I've read a lot this year - just over 100 books, some of it for procrastination/distraction purposes. Oh well. Also, the Agatha Christie audiobooks, which are only about 6 hours long, really bump the numbers up.
Highlights non-fiction: Ann Patchett's These Precious Days and Helene Hanff's 84, Charing Cross Road
Highlights fiction: tiny gems; Minor Detail by Adania Shibli and Small Things like These by Claire Keegan; chunky tomes; Shrines of Gaiety by Kate Atkinson; Our Share of Night by Mariana Enriquez; The Seven Moons of Maali Almeida by Shehan Karunatilaka (gasp - a man!)
I try to keep ticking off my challenge to read a woman from every country by adding 20 new countries each year but this year, I only did 19 (bringing me to a total of 148). They were: Bahamas, Belize, Bhutan, Brunei, Burkina Faso, Gabon, Libya, Malaysia, Niger, Panama, Slovakia, Solomon Islands, South Sudan, Tajikistan, Togo, Tunisia, Uzbekistan, Vanuatu and Vietnam. It's really getting more difficult now and the chances of me adding a new country just because I pick something up in a bookshop is small. I have to research and hunt down each book (and in the case of Solomon Islands, not in fact a book but a number of poems I found online) and for the majority of countries left now, the choice is very limited if there is any at all.

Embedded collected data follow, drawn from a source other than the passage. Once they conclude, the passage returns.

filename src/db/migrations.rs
//! Database migrations
//!
//! Schema creation and migration logic.

use rusqlite::Connection;

use super::connection::DbResult;

/// Current schema version
const SCHEMA_VERSION: i32 = 1;

/// Run all migrations to bring the database up to the current schema version
pub fn run_migrations(conn: &Connection) -> DbResult<()> {
    // Create migrations table if it doesn't exist
    conn.execute(
        "CREATE TABLE IF NOT EXISTS schema_migrations (
            version INTEGER PRIMARY KEY,
            applied_at TEXT NOT NULL DEFAULT (datetime('now'))
        )",
        [],
    )?;

    // Get current version
    let current_version: i32 = conn
        .query_row(
            "SELECT COALESCE(MAX(version), 0) FROM schema_migrations",
            [],
            |row| row.get(0),
        )
        .unwrap_or(0);

    // Run migrations
    if current_version < 1 {
        migrate_v1(conn)?;
        conn.execute("INSERT INTO schema_migrations (version) VALUES (1)", [])?;
        tracing::info!("applied schema migration v1");
    }

    Ok(())
}

/// Migration v1: Initial schema
fn migrate_v1(conn: &Connection) -> DbResult<()> {
    conn.execute_batch(
        r#"
        -- ============================================
        -- PROFILE
        -- The user's physical and lifestyle attributes (single row)
        -- ============================================
        CREATE TABLE profile (
            id INTEGER PRIMARY KEY CHECK(id = 1),
            gender TEXT NOT NULL CHECK(gender IN ('male', 'female')),
            age INTEGER NOT NULL CHECK(age > 0),
            weight_kg REAL NOT NULL CHECK(weight_kg > 0),
            height_cm REAL NOT NULL CHECK(height_cm > 0),
            activity_level TEXT NOT NULL CHECK(activity_level IN
                ('sedentary', 'lightly_active', 'moderately_active', 'very_active', 'super_active')),
            goal TEXT NOT NULL CHECK(goal IN ('cut', 'maintenance', 'lean_gain', 'bulk')),

            created_at TEXT NOT NULL DEFAULT (datetime('now')),
            updated_at TEXT NOT NULL DEFAULT (datetime('now'))
        );

        -- ============================================
        -- TARGETS
        -- Cached daily goals, overwritten wholesale on recalculation (single row)
        -- ============================================
        CREATE TABLE targets (
            id INTEGER PRIMARY KEY CHECK(id = 1),
            calories_kcal INTEGER NOT NULL,
            protein_g INTEGER NOT NULL,
            carbs_g INTEGER NOT NULL,
            fat_g INTEGER NOT NULL,
            water_liters REAL NOT NULL,

            -- 'derived' rows come from the calculator; 'manual' rows are user overrides
            source TEXT NOT NULL DEFAULT 'derived' CHECK(source IN ('derived', 'manual')),

            created_at TEXT NOT NULL DEFAULT (datetime('now')),
            updated_at TEXT NOT NULL DEFAULT (datetime('now'))
        );

        -- ============================================
        -- DAYS
        -- Calendar-day container for food and exercise entries
        -- ============================================
        CREATE TABLE days (
            id INTEGER PRIMARY KEY AUTOINCREMENT,
            date TEXT NOT NULL UNIQUE,           -- ISO date: "2026-08-28"
            notes TEXT,
            created_at TEXT NOT NULL DEFAULT (datetime('now')),
            updated_at TEXT NOT NULL DEFAULT (datetime('now'))
        );

        CREATE UNIQUE INDEX idx_days_date ON days(date);

        -- ============================================
        -- FOOD ENTRIES
        -- One recorded consumption event, scaled from per-100g values
        -- ============================================
        CREATE TABLE food_entries (
            id INTEGER PRIMARY KEY AUTOINCREMENT,
            day_id INTEGER NOT NULL REFERENCES days(id) ON DELETE CASCADE,
            meal TEXT NOT NULL CHECK(meal IN ('breakfast', 'lunch', 'dinner', 'snacks')),
            food_name TEXT NOT NULL,
            grams_consumed REAL NOT NULL CHECK(grams_consumed > 0),

            -- Consumed nutrition, computed at creation as per100g * grams / 100
            calories REAL NOT NULL DEFAULT 0,
            protein REAL NOT NULL DEFAULT 0,     -- grams
            carbs REAL NOT NULL DEFAULT 0,       -- grams
            fat REAL NOT NULL DEFAULT 0,         -- grams

            created_at TEXT NOT NULL DEFAULT (datetime('now')),
            updated_at TEXT NOT NULL DEFAULT (datetime('now'))
        );

        CREATE INDEX idx_food_entries_day ON food_entries(day_id);
        CREATE INDEX idx_food_entries_meal ON food_entries(meal);

        -- ============================================
        -- EXERCISE ENTRIES
        -- One recorded activity, calories either manual or MET-derived
        -- ============================================
        CREATE TABLE exercise_entries (
            id INTEGER PRIMARY KEY AUTOINCREMENT,
            day_id INTEGER NOT NULL REFERENCES days(id) ON DELETE CASCADE,
            exercise_name TEXT NOT NULL,
            calories_burned INTEGER NOT NULL CHECK(calories_burned >= 0),

            -- Retained for MET-derived entries so they can be recalculated
            duration_minutes REAL,
            met REAL,
            source TEXT NOT NULL CHECK(source IN ('manual', 'met')),

            created_at TEXT NOT NULL DEFAULT (datetime('now')),
            updated_at TEXT NOT NULL DEFAULT (datetime('now'))
        );

        CREATE INDEX idx_exercise_entries_day ON exercise_entries(day_id);

        -- ============================================
        -- WEIGHT LOG
        -- Dated body-weight observations, one per date (re-log overwrites)
        -- ============================================
        CREATE TABLE weight_log (
            id INTEGER PRIMARY KEY AUTOINCREMENT,
            date TEXT NOT NULL UNIQUE,           -- ISO date
            weight_kg REAL NOT NULL CHECK(weight_kg > 0),
            created_at TEXT NOT NULL DEFAULT (datetime('now')),
            updated_at TEXT NOT NULL DEFAULT (datetime('now'))
        );

        CREATE UNIQUE INDEX idx_weight_log_date ON weight_log(date);
        "#,
    )?;

    Ok(())
}

/// Get the current schema version
pub fn get_schema_version(conn: &Connection) -> DbResult<i32> {
    let version: i32 = conn
        .query_row(
            "SELECT COALESCE(MAX(version), 0) FROM schema_migrations",
            [],
            |row| row.get(0),
        )
        .unwrap_or(0);
    Ok(version)
}

/// Check if the database needs migration
pub fn needs_migration(conn: &Connection) -> DbResult<bool> {
    let current = get_schema_version(conn)?;
    Ok(current < SCHEMA_VERSION)
}
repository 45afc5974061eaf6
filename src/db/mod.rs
//! Database module
//!
//! Handles SQLite connection and migrations.

pub mod connection;
pub mod migrations;

pub use connection::{Database, DbError, DbResult};
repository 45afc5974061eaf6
//! macroplan
//!
//! Prints the daily nutrition dashboard: targets, energy balance, and
//! weight trend for a calendar day.

use std::path::PathBuf;

use tracing_subscriber::EnvFilter;

mod build_info;
mod calc;
mod db;
mod models;
mod tools;

/// Get the database path from environment or use default
fn get_database_path() -> PathBuf {
    std::env::var("MACROPLAN_DATABASE_PATH")
        .map(PathBuf::from)
        .unwrap_or_else(|_| {
            let mut path = std::env::current_exe()
                .ok()
                .and_then(|p| p.parent().map(|p| p.to_path_buf()))
                .unwrap_or_else(|| PathBuf::from("."));

            // Go up from target/release or target/debug to project root
            if path.ends_with("release") || path.ends_with("debug") {
                if let Some(parent) = path.parent() {
                    if let Some(grandparent) = parent.parent() {
                        path = grandparent.to_path_buf();
                    }
                }
            }

            path.push("data");
            path.push("macroplan.db");
            path
        })
}

fn main() -> Result<(), Box<dyn std::error::Error>> {
    tracing_subscriber::fmt()
        .with_env_filter(EnvFilter::from_default_env().add_directive("macroplan=info".parse()?))
        .with_writer(std::io::stderr)
        .init();

    build_info::print_startup_banner();

    // Optional date argument, defaulting to today
    let args: Vec<String> = std::env::args().collect();
    let date = match args.get(1) {
        Some(d) => d.clone(),
        None => chrono::Local::now().date_naive().format("%Y-%m-%d").to_string(),
    };

    let db_path = get_database_path();
    tracing::info!("database path: {}", db_path.display());

    // Ensure data directory exists
    if let Some(parent) = db_path.parent() {
        std::fs::create_dir_all(parent)?;
    }

    let database = db::Database::new(&db_path)?;

    database.with_conn(|conn| {
        db::migrations::run_migrations(conn)?;
        let version = db::migrations::get_schema_version(conn)?;
        tracing::info!("database schema version: {}", version);
        Ok(())
    })?;

    let conn = database.get_conn()?;
    let summary = tools::day_summary(&conn, &date)?;
    println!("{}", serde_json::to_string_pretty(&summary)?);

    Ok(())
}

Good point on classics, Q: I read two books I considered classics (E. M. Forster's A Room with a View and Winifred Holtby's South Riding), but neither of them were written before 1900. That's a change from 2022 when I listened to Dickens and Gaskell. Might try to remedy that in 2024.
Once again, I failed miserably at reading much in German - a mere 8 books, less than 10%! Oops.
Nearly 20% of my reading was in translation, which is quite a bit but less than you'd expect given how internationally I read.
Overall I'm pleased. First goal for 2024 is to read some of the books waiting on my shelves before buying more!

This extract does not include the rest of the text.